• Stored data
* * * * *
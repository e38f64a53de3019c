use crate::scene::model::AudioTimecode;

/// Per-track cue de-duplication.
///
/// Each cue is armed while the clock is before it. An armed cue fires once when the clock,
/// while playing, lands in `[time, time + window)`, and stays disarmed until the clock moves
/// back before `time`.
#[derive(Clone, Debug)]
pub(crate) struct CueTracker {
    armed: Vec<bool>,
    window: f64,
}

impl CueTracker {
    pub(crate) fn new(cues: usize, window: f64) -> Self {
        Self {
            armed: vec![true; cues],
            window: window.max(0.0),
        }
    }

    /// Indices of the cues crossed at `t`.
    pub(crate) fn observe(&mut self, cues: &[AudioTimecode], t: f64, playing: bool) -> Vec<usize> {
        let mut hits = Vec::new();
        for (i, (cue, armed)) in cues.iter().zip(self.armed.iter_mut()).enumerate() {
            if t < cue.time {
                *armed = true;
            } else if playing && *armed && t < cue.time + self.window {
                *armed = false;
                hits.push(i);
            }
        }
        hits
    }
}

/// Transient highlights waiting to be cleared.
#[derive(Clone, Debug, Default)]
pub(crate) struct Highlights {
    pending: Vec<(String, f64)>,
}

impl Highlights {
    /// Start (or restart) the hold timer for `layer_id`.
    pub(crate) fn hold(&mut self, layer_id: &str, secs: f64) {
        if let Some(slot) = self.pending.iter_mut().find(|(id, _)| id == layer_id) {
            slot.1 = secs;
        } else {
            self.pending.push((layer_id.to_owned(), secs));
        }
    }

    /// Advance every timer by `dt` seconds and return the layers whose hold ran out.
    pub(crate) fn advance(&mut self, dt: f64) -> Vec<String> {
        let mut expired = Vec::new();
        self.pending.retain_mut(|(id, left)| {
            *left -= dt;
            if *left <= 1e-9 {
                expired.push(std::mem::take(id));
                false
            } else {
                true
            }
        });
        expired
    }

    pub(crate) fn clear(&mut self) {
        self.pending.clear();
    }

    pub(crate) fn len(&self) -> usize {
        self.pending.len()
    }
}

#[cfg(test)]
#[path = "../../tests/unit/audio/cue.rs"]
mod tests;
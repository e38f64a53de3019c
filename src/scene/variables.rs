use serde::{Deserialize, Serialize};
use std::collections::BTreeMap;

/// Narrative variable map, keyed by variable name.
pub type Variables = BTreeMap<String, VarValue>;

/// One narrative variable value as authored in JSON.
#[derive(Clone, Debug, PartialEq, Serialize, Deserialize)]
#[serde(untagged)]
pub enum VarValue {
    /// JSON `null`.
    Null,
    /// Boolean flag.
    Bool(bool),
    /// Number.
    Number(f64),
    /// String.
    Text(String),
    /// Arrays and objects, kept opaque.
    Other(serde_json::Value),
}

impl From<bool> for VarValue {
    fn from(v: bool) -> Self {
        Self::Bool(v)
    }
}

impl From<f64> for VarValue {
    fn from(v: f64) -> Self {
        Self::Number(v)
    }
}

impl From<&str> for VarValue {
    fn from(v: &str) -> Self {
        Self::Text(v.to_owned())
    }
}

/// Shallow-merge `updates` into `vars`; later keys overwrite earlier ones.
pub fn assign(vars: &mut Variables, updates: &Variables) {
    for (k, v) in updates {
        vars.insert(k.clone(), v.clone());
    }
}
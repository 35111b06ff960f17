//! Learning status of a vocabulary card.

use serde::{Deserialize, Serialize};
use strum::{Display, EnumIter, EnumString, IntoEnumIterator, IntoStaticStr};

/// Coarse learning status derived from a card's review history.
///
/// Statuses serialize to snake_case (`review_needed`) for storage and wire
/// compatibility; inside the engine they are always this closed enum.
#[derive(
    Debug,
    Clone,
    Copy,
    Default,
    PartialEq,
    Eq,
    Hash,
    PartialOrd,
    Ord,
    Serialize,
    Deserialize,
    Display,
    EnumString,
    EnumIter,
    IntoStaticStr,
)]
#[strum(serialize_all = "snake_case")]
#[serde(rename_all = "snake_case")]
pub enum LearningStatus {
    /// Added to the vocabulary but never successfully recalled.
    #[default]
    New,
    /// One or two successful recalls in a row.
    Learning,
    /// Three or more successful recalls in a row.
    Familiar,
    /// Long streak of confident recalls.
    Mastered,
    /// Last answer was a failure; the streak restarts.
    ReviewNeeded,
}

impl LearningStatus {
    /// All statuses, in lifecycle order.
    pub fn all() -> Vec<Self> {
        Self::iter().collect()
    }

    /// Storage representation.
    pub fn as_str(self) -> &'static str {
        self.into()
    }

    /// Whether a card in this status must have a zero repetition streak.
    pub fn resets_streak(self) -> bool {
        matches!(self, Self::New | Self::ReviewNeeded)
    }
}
* * * * *
• Exercise goal
Extract every line above exactly as it stands.

• Your solution
repository e38f64a53de3019c
use crate::scene::model::AudioTimecode;

/// Per-track cue de-duplication.
///
/// Each cue is armed while the clock is before it. An armed cue fires once when the clock,
/// while playing, lands in `[time, time + window)`, and stays disarmed until the clock moves
/// back before `time`.
#[derive(Clone, Debug)]
pub(crate) struct CueTracker {
    armed: Vec<bool>,
    window: f64,
}

impl CueTracker {
    pub(crate) fn new(cues: usize, window: f64) -> Self {
        Self {
            armed: vec![true; cues],
            window: window.max(0.0),
        }
    }

    /// Indices of the cues crossed at `t`.
    pub(crate) fn observe(&mut self, cues: &[AudioTimecode], t: f64, playing: bool) -> Vec<usize> {
        let mut hits = Vec::new();
        for (i, (cue, armed)) in cues.iter().zip(self.armed.iter_mut()).enumerate() {
            if t < cue.time {
                *armed = true;
            } else if playing && *armed && t < cue.time + self.window {
                *armed = false;
                hits.push(i);
            }
        }
        hits
    }
}

/// Transient highlights waiting to be cleared.
#[derive(Clone, Debug, Default)]
pub(crate) struct Highlights {
    pending: Vec<(String, f64)>,
}

impl Highlights {
    /// Start (or restart) the hold timer for `layer_id`.
    pub(crate) fn hold(&mut self, layer_id: &str, secs: f64) {
        if let Some(slot) = self.pending.iter_mut().find(|(id, _)| id == layer_id) {
            slot.1 = secs;
        } else {
            self.pending.push((layer_id.to_owned(), secs));
        }
    }

    /// Advance every timer by `dt` seconds and return the layers whose hold ran out.
    pub(crate) fn advance(&mut self, dt: f64) -> Vec<String> {
        let mut expired = Vec::new();
        self.pending.retain_mut(|(id, left)| {
            *left -= dt;
            if *left <= 1e-9 {
                expired.push(std::mem::take(id));
                false
            } else {
                true
            }
        });
        expired
    }

    pub(crate) fn clear(&mut self) {
        self.pending.clear();
    }

    pub(crate) fn len(&self) -> usize {
        self.pending.len()
    }
}

#[cfg(test)]
#[path = "../../tests/unit/audio/cue.rs"]
mod tests;
repository e38f64a53de3019c
filename src/scene/variables.rs
use serde::{Deserialize, Serialize};
use std::collections::BTreeMap;

/// Narrative variable map, keyed by variable name.
pub type Variables = BTreeMap<String, VarValue>;

/// One narrative variable value as authored in JSON.
#[derive(Clone, Debug, PartialEq, Serialize, Deserialize)]
#[serde(untagged)]
pub enum VarValue {
    /// JSON `null`.
    Null,
    /// Boolean flag.
    Bool(bool),
    /// Number.
    Number(f64),
    /// String.
    Text(String),
    /// Arrays and objects, kept opaque.
    Other(serde_json::Value),
}

impl From<bool> for VarValue {
    fn from(v: bool) -> Self {
        Self::Bool(v)
    }
}

impl From<f64> for VarValue {
    fn from(v: f64) -> Self {
        Self::Number(v)
    }
}

impl From<&str> for VarValue {
    fn from(v: &str) -> Self {
        Self::Text(v.to_owned())
    }
}

/// Shallow-merge `updates` into `vars`; later keys overwrite earlier ones.
pub fn assign(vars: &mut Variables, updates: &Variables) {
    for (k, v) in updates {
        vars.insert(k.clone(), v.clone());
    }
}
repository 35111b06ff960f17
//! Learning status of a vocabulary card.

use serde::{Deserialize, Serialize};
use strum::{Display, EnumIter, EnumString, IntoEnumIterator, IntoStaticStr};

/// Coarse learning status derived from a card's review history.
///
/// Statuses serialize to snake_case (`review_needed`) for storage and wire
/// compatibility; inside the engine they are always this closed enum.
#[derive(
    Debug,
    Clone,
    Copy,
    Default,
    PartialEq,
    Eq,
    Hash,
    PartialOrd,
    Ord,
    Serialize,
    Deserialize,
    Display,
    EnumString,
    EnumIter,
    IntoStaticStr,
)]
#[strum(serialize_all = "snake_case")]
#[serde(rename_all = "snake_case")]
pub enum LearningStatus {
    /// Added to the vocabulary but never successfully recalled.
    #[default]
    New,
    /// One or two successful recalls in a row.
    Learning,
    /// Three or more successful recalls in a row.
    Familiar,
    /// Long streak of confident recalls.
    Mastered,
    /// Last answer was a failure; the streak restarts.
    ReviewNeeded,
}

impl LearningStatus {
    /// All statuses, in lifecycle order.
    pub fn all() -> Vec<Self> {
        Self::iter().collect()
    }

    /// Storage representation.
    pub fn as_str(self) -> &'static str {
        self.into()
    }

    /// Whether a card in this status must have a zero repetition streak.
    pub fn resets_streak(self) -> bool {
        matches!(self, Self::New | Self::ReviewNeeded)
    }
}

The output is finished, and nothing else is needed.